*GOAL OF THE EXERCISE:*
Every record here needs to be duplicated exactly.

(Collected data)
*-*-*

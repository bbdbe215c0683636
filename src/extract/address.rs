use super::element_text;
use scraper::{Html, Selector};

/// Every usable address mentions the city by name
const CITY_MARKER: &str = "서울";

/// Label text marking the address row
const ADDRESS_LABEL: &str = "주소";

/// "label: value" row shapes used across the site, most specific first:
/// (row, label-within-row, value-within-row)
const LABEL_VALUE_ROWS: &[(&str, &str, &str)] = &[
    ("ul.detail-info-list li", "strong", "span"),
    (".info-wrap dl", "dt", "dd"),
    (".detail-info li", ".tit", ".cont"),
];

/// Elements longer than this are too big to be a bare address line
const MAX_SCAN_CHARS: usize = 100;

/// Pull the place address out of a rendered detail page. Falls back to
/// scanning for any small element mentioning the city; returns an empty
/// string when nothing qualifies.
pub fn extract_address(doc: &Html) -> String {
    for (row_sel, label_sel, value_sel) in LABEL_VALUE_ROWS {
        if let (Ok(rows), Ok(label), Ok(value)) = (
            Selector::parse(row_sel),
            Selector::parse(label_sel),
            Selector::parse(value_sel),
        ) {
            for row in doc.select(&rows) {
                let labeled = row
                    .select(&label)
                    .next()
                    .map(|el| element_text(&el).contains(ADDRESS_LABEL))
                    .unwrap_or(false);
                if !labeled {
                    continue;
                }
                if let Some(value_el) = row.select(&value).next() {
                    let text = element_text(&value_el);
                    if text.contains(CITY_MARKER) {
                        return text;
                    }
                }
            }
        }
    }

    // Last resort: first small element anywhere that mentions the city
    if let Ok(any) = Selector::parse("body *") {
        for element in doc.select(&any) {
            let text = element_text(&element);
            if text.contains(CITY_MARKER) && text.chars().count() < MAX_SCAN_CHARS {
                return text;
            }
        }
    }

    String::new()
}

*-*-*

*TASK OUTPUT:*
repository bbdbe215c0683636
filename src/extract/address.rs
use super::element_text;
use scraper::{Html, Selector};

/// Every usable address mentions the city by name
const CITY_MARKER: &str = "서울";

/// Label text marking the address row
const ADDRESS_LABEL: &str = "주소";

/// "label: value" row shapes used across the site, most specific first:
/// (row, label-within-row, value-within-row)
const LABEL_VALUE_ROWS: &[(&str, &str, &str)] = &[
    ("ul.detail-info-list li", "strong", "span"),
    (".info-wrap dl", "dt", "dd"),
    (".detail-info li", ".tit", ".cont"),
];

/// Elements longer than this are too big to be a bare address line
const MAX_SCAN_CHARS: usize = 100;

/// Pull the place address out of a rendered detail page. Falls back to
/// scanning for any small element mentioning the city; returns an empty
/// string when nothing qualifies.
pub fn extract_address(doc: &Html) -> String {
    for (row_sel, label_sel, value_sel) in LABEL_VALUE_ROWS {
        if let (Ok(rows), Ok(label), Ok(value)) = (
            Selector::parse(row_sel),
            Selector::parse(label_sel),
            Selector::parse(value_sel),
        ) {
            for row in doc.select(&rows) {
                let labeled = row
                    .select(&label)
                    .next()
                    .map(|el| element_text(&el).contains(ADDRESS_LABEL))
                    .unwrap_or(false);
                if !labeled {
                    continue;
                }
                if let Some(value_el) = row.select(&value).next() {
                    let text = element_text(&value_el);
                    if text.contains(CITY_MARKER) {
                        return text;
                    }
                }
            }
        }
    }

    // Last resort: first small element anywhere that mentions the city
    if let Ok(any) = Selector::parse("body *") {
        for element in doc.select(&any) {
            let text = element_text(&element);
            if text.contains(CITY_MARKER) && text.chars().count() < MAX_SCAN_CHARS {
                return text;
            }
        }
    }

    String::new()
}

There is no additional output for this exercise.